The new device is designed to carry three different drugs that can be released at different times, according to a pre-established schedule. In experiments with rats, researchers showed that this treatment reduced the amount of damaged heart tissue by 50% and significantly improved heart function.
The details are published in the journal Cell Biomaterial And, according to scientists, if approved for use in humans, this type of engineering could help heart attack victims regain more heart function than is currently possible.
After a heart attack, many patients end up undergoing bypass surgery, which improves blood flow to the heart, but does not repair damaged heart tissue, details a statement from MIT. In the new study, the team wanted to create a patch that could be applied to the heart at the same time as surgery.
The researchers designed a three-drug regimen that promotes heart healing in different ways. And when the tissue regenerates, it follows a series of carefully synchronized steps, explains Ana Jaklenec.
The first set of particles releases neuregulin-1, a growth factor that helps prevent cell death.

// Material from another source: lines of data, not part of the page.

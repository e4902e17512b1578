use crate::core::error::FxError;
use crate::core::history::{HistoryFetcher, PricePoint};
use crate::providers::util::{get_text, http_client};
use async_trait::async_trait;
use chrono::DateTime;
use serde::Deserialize;
use std::time::Duration;
use tracing::{debug, instrument, warn};

const SOURCE: &str = "Yahoo Finance history";

/// One year of daily closes for a currency pair from the Yahoo Finance chart API.
pub struct YahooHistoryProvider {
    base_url: String,
    timeout: Duration,
    crypto_symbols: Vec<String>,
}

impl YahooHistoryProvider {
    pub fn new(base_url: &str, timeout: Duration) -> Self {
        YahooHistoryProvider {
            base_url: base_url.trim_end_matches('/').to_string(),
            timeout,
            crypto_symbols: Vec::new(),
        }
    }

    /// Codes that Yahoo lists as crypto pairs (`BTC-EUR`) rather than FX pairs.
    pub fn with_crypto_symbols(mut self, symbols: &[&str]) -> Self {
        self.crypto_symbols = symbols.iter().map(|s| s.to_uppercase()).collect();
        self
    }

    /// Yahoo symbol for a pair, and whether its closes must be inverted.
    ///
    /// Crypto pairs are only listed with the crypto asset first (`BTC-EUR`),
    /// so a fiat to crypto pair is fetched the other way round.
    pub fn chart_symbol(&self, base: &str, target: &str) -> (String, bool) {
        let base = base.trim().to_uppercase();
        let target = target.trim().to_uppercase();
        if self.crypto_symbols.contains(&base) {
            (format!("{base}-{target}"), false)
        } else if self.crypto_symbols.contains(&target) {
            (format!("{target}-{base}"), true)
        } else {
            (format!("{base}{target}=X"), false)
        }
    }

    async fn fetch_series(&self, symbol: &str) -> Result<Vec<PricePoint>, FxError> {
        let url = format!(
            "{}/v8/finance/chart/{}?interval=1d&range=1y",
            self.base_url, symbol
        );
        let client = http_client(self.timeout)?;
        let body = get_text(&client, &url, SOURCE).await?;

        let data: YahooChartResponse = serde_json::from_str(&body).map_err(|e| {
            FxError::parse(SOURCE, format!("invalid JSON response for {symbol}: {e}"))
        })?;

        let item = data
            .chart
            .result
            .into_iter()
            .next()
            .ok_or_else(|| FxError::parse(SOURCE, format!("no chart data for {symbol}")))?;

        Ok(extract_points(&item))
    }
}

#[derive(Deserialize, Debug)]
struct YahooChartResponse {
    chart: ChartResult,
}

#[derive(Deserialize, Debug)]
struct ChartResult {
    result: Vec<ChartItem>,
}

#[derive(Deserialize, Debug)]
struct ChartItem {
    timestamp: Option<Vec<i64>>,
    indicators: Option<Indicators>,
}

#[derive(Deserialize, Debug)]
struct Indicators {
    quote: Vec<Quote>,
}

#[derive(Deserialize, Debug)]
struct Quote {
    close: Option<Vec<Option<f64>>>,
}

fn extract_points(item: &ChartItem) -> Vec<PricePoint> {
    let (Some(timestamps), Some(closes)) = (
        item.timestamp.as_ref(),
        item.indicators
            .as_ref()
            .and_then(|inds| inds.quote.first())
            .and_then(|q| q.close.as_ref()),
    ) else {
        return Vec::new();
    };

    timestamps
        .iter()
        .zip(closes.iter())
        .filter_map(|(ts, close)| {
            let close = (*close)?;
            if !close.is_finite() || close <= 0.0 {
                return None;
            }
            let date = DateTime::from_timestamp(*ts, 0)?.date_naive();
            Some(PricePoint { date, close })
        })
        .collect()
}

fn invert_points(points: Vec<PricePoint>) -> Vec<PricePoint> {
    points
        .into_iter()
        .map(|p| PricePoint {
            date: p.date,
            close: 1.0 / p.close,
        })
        .collect()
}

#[async_trait]
impl HistoryFetcher for YahooHistoryProvider {
    #[instrument(name = "YahooHistoryFetch", skip(self))]
    async fn fetch_history(&self, base: &str, target: &str) -> Vec<PricePoint> {
        let (symbol, inverted) = self.chart_symbol(base, target);
        match self.fetch_series(&symbol).await {
            Ok(points) => {
                debug!("Fetched {} history points for {}", points.len(), symbol);
                if inverted {
                    invert_points(points)
                } else {
                    points
                }
            }
            Err(e) => {
                warn!(symbol = %symbol, error = %e, "History unavailable");
                Vec::new()
            }
        }
    }
}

In the next moment, the particles release VEGF, a growth factor that promotes the formation of blood vessels around the heart. The latest batch releases a small molecule drug called GW788388, which inhibits the formation of scar tissue that can occur after a heart attack.
For this study, The researchers created miniature compact patches just a few millimeters in diameter.
“We encapsulate sets of these particles in a hydrogel patch -similar to a contact lens-, which we then surgically implant in the heart. In this way we program the treatment in the material itself,” says Erika Wang.
They tested them on spheres of heart tissue, which they exposed to low-oxygen conditions, mimicking the effects of a heart attack, and then placed the patches on them. These promoted the growth of blood vessels, helped more cells survive, and reduced the amount of fibrosis that developed.
In tests with a rat model of myocardial infarction, they also observed significant improvements after treatment with the patch.
Compared with its absence or intravenous injection of the same drugs, animals with the patch showed a 33% higher survival rate and a 50% reduction in the amount of damaged tissue.
The team hopes to test them in other animal models in hopes of conducting a future clinical trial.